Re: [edk2-devel] [RFC] [staging/CryptoLibrary] Openssl1.1 replacement proposal

["Yao, Jiewen" <jiewen.yao@intel.com>]

Hi Gerd
I have asked in my previous email in Feb 11, 20 - https://edk2.groups.io/g/devel/message/100040
> Hi Gerd
> If you don't mind, please submit your latest openssl-3.0 patch to the staging for broader evaluation and improvement.
Unfortunately, I do not see any response or action.

The staging tree is for POC purpose, there is no requirement to pass CI. Please don't worry about that at this moment.

With that clarification, please allow me to ask again, would you please to submit your latest work to staging, if you see something is missing?

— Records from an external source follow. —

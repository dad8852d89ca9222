//! Three-byte `YY MM DD` dates.

use chrono::{Datelike, Local, NaiveDate};

use super::{Codec, EncodeOutcome};
use crate::error::{CodecError, Result};

/// Date stored as two-digit year, month, day.
///
/// Years up to the reference year's two digits decode into the 2000s, later
/// ones into the 1900s. Without an explicit reference the current year is used.
#[derive(Debug, Clone, Copy, Default, PartialEq, Eq)]
pub struct DateCodec {
    reference_year: Option<i32>,
}

impl DateCodec {
    pub const fn new() -> Self {
        Self {
            reference_year: None,
        }
    }

    /// Pivot on a fixed year instead of the current one.
    pub const fn with_reference_year(year: i32) -> Self {
        Self {
            reference_year: Some(year),
        }
    }

    fn reference_year(&self) -> i32 {
        self.reference_year.unwrap_or_else(|| Local::now().year())
    }

    /// Full year a two-digit year decodes to.
    fn century(&self, yy: i32) -> i32 {
        if yy <= self.reference_year() - 2000 {
            2000 + yy
        } else {
            1900 + yy
        }
    }
}

impl Codec for DateCodec {
    type Value = NaiveDate;
    type Hints = ();

    fn decode_view(&self, view: &[u8]) -> Result<NaiveDate> {
        let &[yy, mm, dd] = view else {
            return Err(CodecError::LengthMismatch {
                expected: 3,
                got: view.len(),
            }
            .into());
        };
        let yy = i32::from(yy);
        if yy > 99 {
            return Err(CodecError::InvalidValue(format!("year byte out of range: {yy}")).into());
        }
        let year = self.century(yy);
        NaiveDate::from_ymd_opt(year, u32::from(mm), u32::from(dd)).ok_or_else(|| {
            CodecError::InvalidValue(format!("invalid date: {year:04}-{mm:02}-{dd:02}")).into()
        })
    }

    fn encode_view(&self, value: &NaiveDate, _: &(), _: Option<&[u8]>) -> Result<EncodeOutcome> {
        let year = value.year();
        let yy = year.rem_euclid(100);
        if self.century(yy) != year {
            return Err(CodecError::InvalidValue(format!(
                "year {year} outside the two-digit window ending {}",
                self.reference_year()
            ))
            .into());
        }
        Ok(EncodeOutcome::Bytes(vec![
            yy as u8,
            value.month() as u8,
            value.day() as u8,
        ]))
    }
}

All in all, I do hope we can work on the same tree to keep improving.

Thank you
Yao, Jiewen


> -----Original Message-----
> From: kraxel@redhat.com <kraxel@redhat.com>
> Sent: Friday, March 10, 2023 11:50 PM
> To: devel@edk2.groups.io; Yao, Jiewen <jiewen.yao@intel.com>
> Subject: Re: [edk2-devel] [RFC] [staging/CryptoLibrary] Openssl1.1
> replacement proposal
> 
> On Fri, Mar 10, 2023 at 12:28:54PM +0000, Yao, Jiewen wrote:
> > Hello
> > We have created initial POC version CryptoPkg upgrade.
> >
> > OpenSSL 3.0 POC: https://github.com/tianocore/edk2-
> staging/blob/OpenSSL11_EOL/CryptoPkg/Readme-OpenSSL3.0.md
> > The size is reduced a lots. But it still exceeds some platforms.
> 
> I've already mentioned the branch in the cover letter of the openssl
> hash series (https://edk2.groups.io/g/devel/message/100123), but
> apparently it went unnoticed, there are lots of commits from my old
> branch in there ...
> 
> Anyway, my latest branch (just rebased to master) is here:
> 
> https://github.com/kraxel/edk2/commits/openssl3
> 
> Doesn't (yet) pass CI, most failures are on IA32 due to missing
> compiler intrinsics.
> 
> I've put the configuration system upside-down, replaced the
> process_files.pl script with python.  All generated files are
> placed in a new 'openssl-gen' subdirectory, no matter whenever
> they are header files, C files or asm files.
> 
> Some code changes are needed for openssl 3.0, those are mostly
> unchanged when comparing to my ~1y old branch.  Exceptions are
> some EC-related changes.
> 
> Acceleration support has been expanded to also cover AARCH64
> with GCC5.
> 
> The old openssl-1.1 apparently tries to avoid adding support
> for avx for asm acceleration, by taking care that nasm is not
> in the path.  That trick will surely will not work with
> openssl-3.0 as openssl has learned to generate avx instructions
> for other assemblers meanwhile.
> 
> Is there some specific reason for that?
> Compatibility with toolchains without avx support?
> Or is firmware not allowed to use avx instructions?
> 
> In case of the latter we probably have to add a 'no-avx' config option
> to upstream openssl, similiar to the 'no-sse2' option which already
> exists.
> 
> take care,
>   Gerd